Jono Kecewa Anaknya Tidak Diterima SPMB Jalur Domisili, Padahal Jarak Rumah ke Sekolah 130 Meter

Para orang tua meminta, seharusnya pihak sekolah lebih mengutamakan domisili ketimbang nilai rapor.

Penulis: Alga | Editor: Mujib Anwar
Tribun Tangerang/Nurmahadi
ORTU PROTES SPMB - Unjuk rasa tolak sistem penerimaan murid baru (SPMB) yang dilakukan ratusan orang tua calon murid di SMAN 3 Kabupaten Tangerang, Banten, berlangsung ricuh, Kamis (26/6/2025). Mereka protes lantaran anak mereka yang telah mendaftar lewat jalur domisili tak diterima meskipun jarak antara sekolah dengan tempat tinggalnya sangat dekat. 

TRIBUNJATIM.COM - Ratusan orang tua calon murid melakukan unjuk rasa di SMAN 3, Kecamatan Curug, Kabupaten Tangerang, Banten, Kamis (26/6/2025).

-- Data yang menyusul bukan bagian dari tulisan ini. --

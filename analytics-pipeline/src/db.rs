use sqlx::{PgPool, postgres::PgPoolOptions};
use std::time::Duration;

pub async fn create_pool(database_url: &str, max_connections: u32) -> Result<PgPool, sqlx::Error> {
    PgPoolOptions::new()
        .max_connections(max_connections)
        .acquire_timeout(Duration::from_secs(5))
        .connect(database_url)
        .await
}

pub async fn run_migrations(pool: &PgPool) -> Result<(), sqlx::Error> {
    // One JSONB document per pipeline; scalar columns back filtering and sorting
    sqlx::query(
        r#"
        CREATE TABLE IF NOT EXISTS pipelines (
            id TEXT PRIMARY KEY,
            user_id TEXT NOT NULL,
            name TEXT NOT NULL DEFAULT '',
            created_at TIMESTAMPTZ NOT NULL,
            updated_at TIMESTAMPTZ NOT NULL,
            document JSONB NOT NULL
        )
        "#,
    )
    .execute(pool)
    .await?;

    sqlx::query("CREATE INDEX IF NOT EXISTS idx_pipelines_user_id ON pipelines(user_id)")
        .execute(pool)
        .await?;

    sqlx::query("CREATE INDEX IF NOT EXISTS idx_pipelines_name ON pipelines(name)")
        .execute(pool)
        .await?;

    tracing::info!("Database migrations completed successfully");
    Ok(())
}
//! API Module
//!
//! HTTP API layer for the pipeline registry.
//! Each submodule handles endpoints for a specific audience.

pub mod admin;
pub mod error;
pub mod health;
pub mod identity;
pub mod pipeline;

use axum::{
    Router,
    http::{HeaderName, Method, header},
    routing::{delete, get, post},
};
use std::sync::Arc;
use tower_http::cors::{Any, CorsLayer};
use tower_http::trace::TraceLayer;

use crate::service::Registry;

/// Create the main API router with all endpoints
///
/// A non-empty `url_prefix` mounts every route below it.
pub fn create_router(registry: Arc<Registry>, url_prefix: &str) -> Router {
    let routes = Router::new()
        // Health check
        .route("/health", get(health::health_check))
        // Pipeline endpoints
        .route(
            "/pipeline",
            post(pipeline::save_pipeline)
                .put(pipeline::update_pipeline)
                .get(pipeline::list_pipelines),
        )
        .route(
            "/pipeline/{id}",
            get(pipeline::get_pipeline).delete(pipeline::delete_pipeline),
        )
        // Admin endpoints
        .route("/admin/pipeline", get(admin::list_pipelines))
        .route("/admin/pipeline/{id}", delete(admin::delete_pipeline))
        .route(
            "/admin/pipeline/statistics/usercount",
            get(admin::pipeline_user_count),
        )
        .route(
            "/admin/pipeline/statistics/operatorusage",
            get(admin::operator_usage),
        )
        .route(
            "/admin/pipeline/permissions/reconcile",
            post(admin::reconcile_permissions),
        )
        .with_state(registry);

    let prefix = url_prefix.trim_end_matches('/');
    let app = if prefix.is_empty() {
        routes
    } else if prefix.starts_with('/') {
        Router::new().nest(prefix, routes)
    } else {
        Router::new().nest(&format!("/{prefix}"), routes)
    };

    app.layer(cors()).layer(TraceLayer::new_for_http())
}

fn cors() -> CorsLayer {
    CorsLayer::new()
        .allow_origin(Any)
        .allow_methods([
            Method::GET,
            Method::POST,
            Method::PUT,
            Method::DELETE,
            Method::OPTIONS,
        ])
        .allow_headers([
            header::AUTHORIZATION,
            header::CONTENT_TYPE,
            header::ACCEPT,
            HeaderName::from_static("x-userid"),
            HeaderName::from_static("x-user-roles"),
        ])
}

Ratusan orang tua calon murid tersebut protes lantaran anak mereka yang telah mendaftar lewat jalur domisili tak diterima.

Padahal jarak antara sekolah dengan tempat tinggalnya sangat dekat.

Baca juga: Penyesalan 2 Anak Titipkan Ibu ke Panti Jompo, Utang Rp900.000 Demi Jemput Lagi, Kerja Tukang Sapu

Aksi tolak sistem penerimaan murid baru (SPMB) itu pun berlangsung ricuh. 

Kericuhan terjadi ketika ratusan orang tua tersebut dihalangi beberapa guru di depan sekolah saat akan menemui panitia penyelenggara SPMB.

Keributan pun berangsur mereda usai petugas kepolisian dan TNI menenangkan mereka.

Salah satu orang tua, Jono Subagio, mengaku kecewa setelah anaknya tak diterima di SMAN 3 Curug.

Padahal jarak antara rumahnya dengan sekolah hanya terpaut 130 meter.

Dia mengatakan, banyak calon siswa yang jaraknya lebih jauh dari sekolah justru diterima.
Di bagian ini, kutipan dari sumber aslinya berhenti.